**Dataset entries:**
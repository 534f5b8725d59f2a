//! Pathfinder event-bus frames.
//!
//! Bus messages are a two-word prefix followed by a payload:
//!
//! ```text
//! [event_kind: u32 LE][dest_or_source_pf: u32 LE][payload]
//! ```
//!
//! The prefix words are little-endian (the bus ABI is host-order; this
//! implementation fixes LE) while payload fields are big-endian. The
//! `NodeRecord` payload is shared by NODE, SESSION, SESSION_ENDED and
//! DISCOVERED_PATH; SEARCH_REQ carries only the 16-byte address.

use std::fmt;

use super::WireError;

/// Destination pathfinder id meaning "all pathfinders".
pub const PATHFINDER_BROADCAST: u32 = 0xffff_ffff;

/// Size of the `[kind][pf]` frame prefix.
pub const EVENT_PREFIX_SIZE: usize = 8;

/// Metric value meaning "metric unknown"; the session layer always
/// emits this.
pub const METRIC_UNKNOWN: u32 = 0xffff_ffff;

/// Encoded size of a `NodeRecord`.
pub const NODE_RECORD_SIZE: usize = 64;

// ============================================================================
// Event Kinds
// ============================================================================

/// Events the session layer emits onto the bus.
#[derive(Clone, Copy, Debug, PartialEq, Eq)]
#[repr(u32)]
pub enum CoreEvent {
    /// A session was created, or enumerated in answer to SESSIONS.
    Session = 16,
    /// A session was torn down.
    SessionEnded = 17,
    /// The receive label of a session changed.
    DiscoveredPath = 18,
    /// A packet needs a path for an address we cannot reach yet.
    SearchReq = 19,
}

impl CoreEvent {
    /// Try to convert from a wire word.
    pub fn from_u32(v: u32) -> Option<Self> {
        match v {
            16 => Some(CoreEvent::Session),
            17 => Some(CoreEvent::SessionEnded),
            18 => Some(CoreEvent::DiscoveredPath),
            19 => Some(CoreEvent::SearchReq),
            _ => None,
        }
    }
}

impl fmt::Display for CoreEvent {
    fn fmt(&self, f: &mut fmt::Formatter<'_>) -> fmt::Result {
        let name = match self {
            CoreEvent::Session => "SESSION",
            CoreEvent::SessionEnded => "SESSION_ENDED",
            CoreEvent::DiscoveredPath => "DISCOVERED_PATH",
            CoreEvent::SearchReq => "SEARCH_REQ",
        };
        write!(f, "{}", name)
    }
}

/// Events the pathfinder delivers to the session layer.
#[derive(Clone, Copy, Debug, PartialEq, Eq)]
#[repr(u32)]
pub enum PathfinderEvent {
    /// A peer was resolved to a (path, key, version) triple.
    Node = 1,
    /// Request to enumerate all live sessions.
    Sessions = 2,
}

impl PathfinderEvent {
    /// Try to convert from a wire word.
    pub fn from_u32(v: u32) -> Option<Self> {
        match v {
            1 => Some(PathfinderEvent::Node),
            2 => Some(PathfinderEvent::Sessions),
            _ => None,
        }
    }
}

// ============================================================================
// Node Record
// ============================================================================

/// Fixed-size peer record shared by several event payloads.
///
/// Wire format (64 bytes):
/// ```text
/// [path: u64 BE][metric: u32 BE][version: u32 BE][ip6: 16][public_key: 32]
/// ```
#[derive(Clone, Copy, Debug, PartialEq, Eq)]
pub struct NodeRecord {
    /// Routing label toward the peer.
    pub path: u64,
    /// Path metric; the session layer emits `METRIC_UNKNOWN`.
    pub metric: u32,
    /// Peer protocol version, 0 when unknown.
    pub version: u32,
    /// Peer overlay address.
    pub ip6: [u8; 16],
    /// Peer public key.
    pub public_key: [u8; 32],
}

impl NodeRecord {
    /// Parse from the first `NODE_RECORD_SIZE` bytes of `data`.
    pub fn parse(data: &[u8]) -> Result<Self, WireError> {
        if data.len() < NODE_RECORD_SIZE {
            return Err(WireError::Truncated {
                what: "node record",
                needed: NODE_RECORD_SIZE,
                got: data.len(),
            });
        }
        let mut path = [0u8; 8];
        path.copy_from_slice(&data[..8]);
        let metric = u32::from_be_bytes([data[8], data[9], data[10], data[11]]);
        let version = u32::from_be_bytes([data[12], data[13], data[14], data[15]]);
        let mut ip6 = [0u8; 16];
        ip6.copy_from_slice(&data[16..32]);
        let mut public_key = [0u8; 32];
        public_key.copy_from_slice(&data[32..64]);
        Ok(Self { path: u64::from_be_bytes(path), metric, version, ip6, public_key })
    }

    /// Encode to wire bytes.
    pub fn encode(&self) -> [u8; NODE_RECORD_SIZE] {
        let mut out = [0u8; NODE_RECORD_SIZE];
        out[..8].copy_from_slice(&self.path.to_be_bytes());
        out[8..12].copy_from_slice(&self.metric.to_be_bytes());
        out[12..16].copy_from_slice(&self.version.to_be_bytes());
        out[16..32].copy_from_slice(&self.ip6);
        out[32..64].copy_from_slice(&self.public_key);
        out
    }
}

// ============================================================================
// Frames
// ============================================================================

/// A decoded inbound (pathfinder → core) bus frame.
#[derive(Clone, Debug, PartialEq, Eq)]
pub enum PathfinderMsg {
    /// Peer discovery result.
    Node { source_pf: u32, record: NodeRecord },
    /// Session enumeration request.
    Sessions { source_pf: u32 },
}

impl PathfinderMsg {
    /// Decode an inbound frame.
    pub fn decode(data: &[u8]) -> Result<Self, WireError> {
        let (kind, pf, payload) = split_frame(data)?;
        match PathfinderEvent::from_u32(kind) {
            Some(PathfinderEvent::Node) => {
                let record = NodeRecord::parse(payload)?;
                if payload.len() > NODE_RECORD_SIZE {
                    return Err(WireError::TrailingBytes {
                        what: "NODE frame",
                        left: payload.len() - NODE_RECORD_SIZE,
                    });
                }
                Ok(PathfinderMsg::Node { source_pf: pf, record })
            }
            Some(PathfinderEvent::Sessions) => {
                if !payload.is_empty() {
                    return Err(WireError::TrailingBytes {
                        what: "SESSIONS frame",
                        left: payload.len(),
                    });
                }
                Ok(PathfinderMsg::Sessions { source_pf: pf })
            }
            None => Err(WireError::UnknownEventKind(kind)),
        }
    }

    /// Encode this frame (used by pathfinder-side callers and tests).
    pub fn encode(&self) -> Vec<u8> {
        match self {
            PathfinderMsg::Node { source_pf, record } => {
                build_frame(PathfinderEvent::Node as u32, *source_pf, &record.encode())
            }
            PathfinderMsg::Sessions { source_pf } => {
                build_frame(PathfinderEvent::Sessions as u32, *source_pf, &[])
            }
        }
    }
}

/// A decoded outbound (core → pathfinder) bus frame.
#[derive(Clone, Debug, PartialEq, Eq)]
pub enum CoreMsg {
    /// Session created or enumerated.
    Session { dest_pf: u32, record: NodeRecord },
    /// Session torn down; the record carries the last send label.
    SessionEnded { dest_pf: u32, record: NodeRecord },
    /// Receive label transition; the record carries the new label.
    DiscoveredPath { dest_pf: u32, record: NodeRecord },
    /// Path wanted for an address.
    SearchReq { dest_pf: u32, ip6: [u8; 16] },
}

impl CoreMsg {
    /// Encode to a wire frame.
    pub fn encode(&self) -> Vec<u8> {
        match self {
            CoreMsg::Session { dest_pf, record } => {
                build_frame(CoreEvent::Session as u32, *dest_pf, &record.encode())
            }
            CoreMsg::SessionEnded { dest_pf, record } => {
                build_frame(CoreEvent::SessionEnded as u32, *dest_pf, &record.encode())
            }
            CoreMsg::DiscoveredPath { dest_pf, record } => {
                build_frame(CoreEvent::DiscoveredPath as u32, *dest_pf, &record.encode())
            }
            CoreMsg::SearchReq { dest_pf, ip6 } => {
                build_frame(CoreEvent::SearchReq as u32, *dest_pf, ip6)
            }
        }
    }

    /// Decode an outbound frame (pathfinder-side and tests).
    pub fn decode(data: &[u8]) -> Result<Self, WireError> {
        let (kind, pf, payload) = split_frame(data)?;
        match CoreEvent::from_u32(kind) {
            Some(CoreEvent::SearchReq) => {
                if payload.len() != 16 {
                    return Err(WireError::Truncated {
                        what: "SEARCH_REQ frame",
                        needed: 16,
                        got: payload.len(),
                    });
                }
                let mut ip6 = [0u8; 16];
                ip6.copy_from_slice(payload);
                Ok(CoreMsg::SearchReq { dest_pf: pf, ip6 })
            }
            Some(ev) => {
                let record = NodeRecord::parse(payload)?;
                Ok(match ev {
                    CoreEvent::Session => CoreMsg::Session { dest_pf: pf, record },
                    CoreEvent::SessionEnded => CoreMsg::SessionEnded { dest_pf: pf, record },
                    CoreEvent::DiscoveredPath => CoreMsg::DiscoveredPath { dest_pf: pf, record },
                    CoreEvent::SearchReq => unreachable!(),
                })
            }
            None => Err(WireError::UnknownEventKind(kind)),
        }
    }

    /// The event kind of this frame.
    pub fn kind(&self) -> CoreEvent {
        match self {
            CoreMsg::Session { .. } => CoreEvent::Session,
            CoreMsg::SessionEnded { .. } => CoreEvent::SessionEnded,
            CoreMsg::DiscoveredPath { .. } => CoreEvent::DiscoveredPath,
            CoreMsg::SearchReq { .. } => CoreEvent::SearchReq,
        }
    }
}

fn build_frame(kind: u32, pf: u32, payload: &[u8]) -> Vec<u8> {
    let mut out = Vec::with_capacity(EVENT_PREFIX_SIZE + payload.len());
    out.extend_from_slice(&kind.to_le_bytes());
    out.extend_from_slice(&pf.to_le_bytes());
    out.extend_from_slice(payload);
    out
}

fn split_frame(data: &[u8]) -> Result<(u32, u32, &[u8]), WireError> {
    if data.len() < EVENT_PREFIX_SIZE {
        return Err(WireError::Truncated {
            what: "event frame",
            needed: EVENT_PREFIX_SIZE,
            got: data.len(),
        });
    }
    let kind = u32::from_le_bytes([data[0], data[1], data[2], data[3]]);
    let pf = u32::from_le_bytes([data[4], data[5], data[6], data[7]]);
    Ok((kind, pf, &data[EVENT_PREFIX_SIZE..]))
}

**BRIEF:**
Among the lines of the entries, count those containing the string "Events" and give only the number.

**TASK OUTPUT:**
2